Even as the allure of financial stability leads to endless moral compromises on Dennis's part, flashes of his original personality always manage to seep through, and giving the character that kind of nuanced detail is one of the best parts of the riveting script concocted by Bahrani and Naderi. It treats Dennis and the numerous figures he encounters in this story (namely, the people he evicts and those that are helping him to evict individuals from their places of residence) as real complex people. The obvious craft put into fleshing out the movies world and cast of characters make it all the more of an enriching experiencing watching Dennis navigate through this world, trying to accumulate money for his family while attempting to retain some sort semblance of a moral foundation.
That's a more difficult proposition than he could ever imagine, especially given the understandable anger stirred up by the various families that are kicked out of their homes by Dennis and his cronies. Shannon, playing the man who lures Dennis into this life, gets to use his aforementioned acting skills to make Rick Carver a man whose every word seems to be designed to draw people in. He's got no BS whenever he speaks, he's here to deliver the truth in any given situation, and nothing more. Shannon plays it so damn well, and a monologue he gives to Garfield's character about winners and losers in America isn't just one of the movies highlights, but one of Shannon's best moments as an actor to date.

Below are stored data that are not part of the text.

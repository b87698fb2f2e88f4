//! On-disk format selection.
//!
//! Two independent axes pick the representation: the encoding (text JSON or
//! binary CBOR) and whether the byte stream is zstd-compressed. Both are
//! derived purely from the filename suffix:
//!
//! | suffix | encoding | compressed |
//! |---|---|---|
//! | `.pickle.zst` | binary | yes |
//! | `.pickle` | binary | no |
//! | `.zst` | text | yes |
//! | anything else | text | no |

use std::fmt;
use std::path::Path;

use crate::error::{Result, TraceError};

/// Suffix that marks the binary encoding.
pub const BINARY_SUFFIX: &str = ".pickle";
/// Suffix that marks a zstd-compressed stream.
pub const COMPRESSED_SUFFIX: &str = ".zst";

/// Serialized representation of a trace.
#[derive(Clone, Copy, Debug, PartialEq, Eq, Hash)]
pub enum Encoding {
    /// Pretty-printed UTF-8 JSON with a trailing newline.
    Text,
    /// Self-describing CBOR stream.
    Binary,
}

/// Encoding plus compression flag.
#[derive(Clone, Copy, Debug, PartialEq, Eq, Hash)]
pub struct Format {
    /// Text or binary.
    pub encoding: Encoding,
    /// Whether the encoded bytes pass through zstd.
    pub compressed: bool,
}

impl Format {
    /// Plain JSON.
    pub const TEXT: Self = Self::new(Encoding::Text, false);
    /// zstd-compressed JSON.
    pub const TEXT_ZST: Self = Self::new(Encoding::Text, true);
    /// Plain CBOR.
    pub const BINARY: Self = Self::new(Encoding::Binary, false);
    /// zstd-compressed CBOR.
    pub const BINARY_ZST: Self = Self::new(Encoding::Binary, true);

    /// Combine an encoding with a compression flag.
    #[inline]
    #[must_use]
    pub const fn new(encoding: Encoding, compressed: bool) -> Self {
        Self {
            encoding,
            compressed,
        }
    }

    /// Classify a filename by suffix.
    ///
    /// Fails with [`TraceError::UnsupportedFormat`] when the name is not valid
    /// UTF-8, since no suffix rule can then be applied reliably.
    pub fn from_path(path: &Path) -> Result<Self> {
        let name = path.to_str().ok_or_else(|| TraceError::UnsupportedFormat {
            path: path.to_path_buf(),
            reason: "filename is not valid UTF-8",
        })?;
        Ok(Self::from_name(name))
    }

    /// Classify a filename given as a string.
    #[must_use]
    pub fn from_name(name: &str) -> Self {
        let compressed = name.ends_with(COMPRESSED_SUFFIX);
        let binary = name.ends_with(BINARY_SUFFIX)
            || name.ends_with(&format!("{BINARY_SUFFIX}{COMPRESSED_SUFFIX}"));
        let encoding = if binary {
            Encoding::Binary
        } else {
            Encoding::Text
        };
        Self::new(encoding, compressed)
    }
}

impl fmt::Display for Format {
    fn fmt(&self, f: &mut fmt::Formatter<'_>) -> fmt::Result {
        let enc = match self.encoding {
            Encoding::Text => "text",
            Encoding::Binary => "binary",
        };
        if self.compressed {
            write!(f, "{enc}+zstd")
        } else {
            f.write_str(enc)
        }
    }
}
//! Shared fixtures for the integration tests.

#![allow(dead_code)]

use std::path::{Path, PathBuf};

use tactrace_core::io::write_trace_auto;
use tactrace_core::{
    Declaration, DeclarationKind, Event, Goal, Hyp, HypKind, Outcome, PrintingVariants,
    Reference, Step, StepKind, TacticKind, TraceFile,
};

/// Printing variants whose renderings are all derived from `s`.
pub fn pv(s: &str) -> PrintingVariants {
    pv_refs(s, vec![])
}

pub fn pv_refs(s: &str, references: Vec<Reference>) -> PrintingVariants {
    PrintingVariants {
        default: s.to_owned(),
        full_path: format!("Top.{s}"),
        no_notations: format!("({s})"),
        low_level: format!("@{s}"),
        default_pretty: format!("{s}\n"),
        references,
    }
}

pub fn constant(path: &str) -> Reference {
    Reference::Const { path: path.into() }
}

pub fn goal() -> Goal {
    Goal {
        hyps: vec![
            Hyp {
                name: "n".into(),
                ty: pv("nat"),
                kind: HypKind::Assumption,
            },
            Hyp {
                name: "m".into(),
                ty: pv("nat"),
                kind: HypKind::Definition {
                    value: pv_refs("S n", vec![constant("nat.S"), constant("nat.S")]),
                },
            },
        ],
        concl: pv_refs(
            "n + 0 = n",
            vec![
                Reference::Ind { path: "eq".into() },
                Reference::Construct {
                    ind_path: "nat".into(),
                    path: "nat.O".into(),
                },
            ],
        ),
    }
}

/// An event touching every variant.
pub fn event() -> Event {
    Event::Sequence {
        elements: vec![
            Event::Message {
                message: "Ltac call".into(),
            },
            Event::Dispatch {
                goals_before: vec![goal()],
                branches: vec![
                    Event::Tactic {
                        goals_before: vec![goal()],
                        goals_after: vec![],
                        kind: TacticKind::Primitive { s: "exact".into() },
                        tactic: pv("exact eq_refl"),
                        details: Box::new(Event::Sequence { elements: vec![] }),
                    },
                    Event::Tactic {
                        goals_before: vec![],
                        goals_after: vec![],
                        kind: TacticKind::Ml { s: "auto".into() },
                        tactic: pv("auto"),
                        details: Box::new(Event::Message {
                            message: "ünïcödé ✓".into(),
                        }),
                    },
                ],
            },
            Event::Tactic {
                goals_before: vec![],
                goals_after: vec![goal()],
                kind: TacticKind::Alias { s: "now".into() },
                tactic: pv("now"),
                details: Box::new(Event::Message {
                    message: String::new(),
                }),
            },
            Event::Tactic {
                goals_before: vec![],
                goals_after: vec![],
                kind: TacticKind::Builtin { s: "intro".into() },
                tactic: pv("intro"),
                details: Box::new(Event::Sequence { elements: vec![] }),
            },
        ],
    }
}

pub fn tactic_step(raw: &str, refs: &[&str]) -> Step {
    Step {
        goals_before: vec![goal()],
        goals_after: vec![],
        kind: StepKind::Tactic {
            goal_selector: "1".into(),
            tactic_raw: raw.into(),
            tactic: pv_refs(raw, refs.iter().map(|p| constant(p)).collect()),
            event: event(),
        },
    }
}

pub fn simple(path: &str) -> Declaration {
    Declaration {
        path: path.into(),
        ty: pv("Set"),
        kind: DeclarationKind::Inductive,
    }
}

/// Declarations covering every kind, step kind and outcome.
pub fn all_kinds() -> Vec<Declaration> {
    let outcomes = [
        Outcome::Admitted,
        Outcome::Proved,
        Outcome::Exact,
        Outcome::Abort,
        Outcome::Fail,
    ];
    let mut out = vec![
        simple("Top.nat"),
        Declaration {
            path: "Top.nat.O".into(),
            ty: pv("nat"),
            kind: DeclarationKind::Constructor {
                ind_path: "Top.nat".into(),
            },
        },
        Declaration {
            path: "Top.ax".into(),
            ty: pv("False"),
            kind: DeclarationKind::Assumption,
        },
        Declaration {
            path: "Top.two".into(),
            ty: pv("nat"),
            kind: DeclarationKind::Definition {
                value: pv("S (S O)"),
                equations: vec![pv("two = S (S O)"), pv("two = 2")],
            },
        },
    ];
    for (i, outcome) in outcomes.into_iter().enumerate() {
        out.push(Declaration {
            path: format!("Top.lemma{i}"),
            ty: pv("forall n, n + 0 = n"),
            kind: DeclarationKind::Interactive {
                steps: vec![
                    tactic_step("intros n.", &["nat"]),
                    Step {
                        goals_before: vec![goal()],
                        goals_after: vec![goal()],
                        kind: StepKind::StartSubproof,
                    },
                    Step {
                        goals_before: vec![],
                        goals_after: vec![],
                        kind: StepKind::Bullet { bullet: "-".into() },
                    },
                    tactic_step("apply plus_n_O.", &["plus_n_O", "eq"]),
                    Step {
                        goals_before: vec![],
                        goals_after: vec![],
                        kind: StepKind::EndSubproof,
                    },
                ],
                outcome,
            },
        });
    }
    out
}

pub fn rich_trace() -> TraceFile {
    TraceFile {
        sub_filenames: vec!["a.json".into(), "dir/b.pickle.zst".into()],
        declarations: all_kinds(),
    }
}

/// `depth` nested events, alternating `Tactic` and `Sequence` wrappers.
pub fn nested_event(depth: usize) -> Event {
    let mut ev = Event::Message {
        message: "leaf".into(),
    };
    for i in 0..depth {
        ev = if i % 2 == 0 {
            Event::Tactic {
                goals_before: vec![],
                goals_after: vec![],
                kind: TacticKind::Builtin { s: "idtac".into() },
                tactic: pv("idtac"),
                details: Box::new(ev),
            }
        } else {
            Event::Sequence { elements: vec![ev] }
        };
    }
    ev
}

/// Trace with `n` simple declarations named `{prefix}{i}` and the given refs.
pub fn file_with(prefix: &str, n: usize, subs: &[&str]) -> TraceFile {
    TraceFile {
        sub_filenames: subs.iter().map(|s| (*s).to_owned()).collect(),
        declarations: (0..n).map(|i| simple(&format!("{prefix}{i}"))).collect(),
    }
}

pub fn write(dir: &Path, name: &str, t: &TraceFile) -> PathBuf {
    let p = dir.join(name);
    write_trace_auto(&p, t).unwrap();
    p
}

pub fn paths(decls: &[Declaration]) -> Vec<&str> {
    decls.iter().map(|d| d.path.as_str()).collect()
}

/// Run `f` on a thread with a large stack (deep trees recurse on drop and `==`).
pub fn on_big_stack<F: FnOnce() + Send + 'static>(f: F) {
    std::thread::Builder::new()
        .stack_size(512 << 20)
        .spawn(f)
        .unwrap()
        .join()
        .unwrap();
}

In addition to 99 Homes serving as a top-caliber showcase for its actors and Ramin Bahrani as a director/writer, the aforementioned filmmaker also serves as this motion pictures editor, and his rhythm and pacing in the films more intense sequences (and trust me, there are some nerve-wracking moments in here, especially in the crackerjack climax) lets the emotion of its characters come through in potent ways that can either embrace subtlety or the art of being overt in the best possibly way. Yeah, Bahrani is a cinematic jack-of-all-trades if this movie is any indication, and damn is it a shame that 99 Homes isn't doing better, because the excellent work he and his cast & crew put into the feature should be properly rewarded. At least they can hold their heads high knowing they've made one of the better films I've seen in 2015, a fervently paced motion picture that's so effective at depicting the kind of brutal desperation people can succumb to that it left me in utter awe.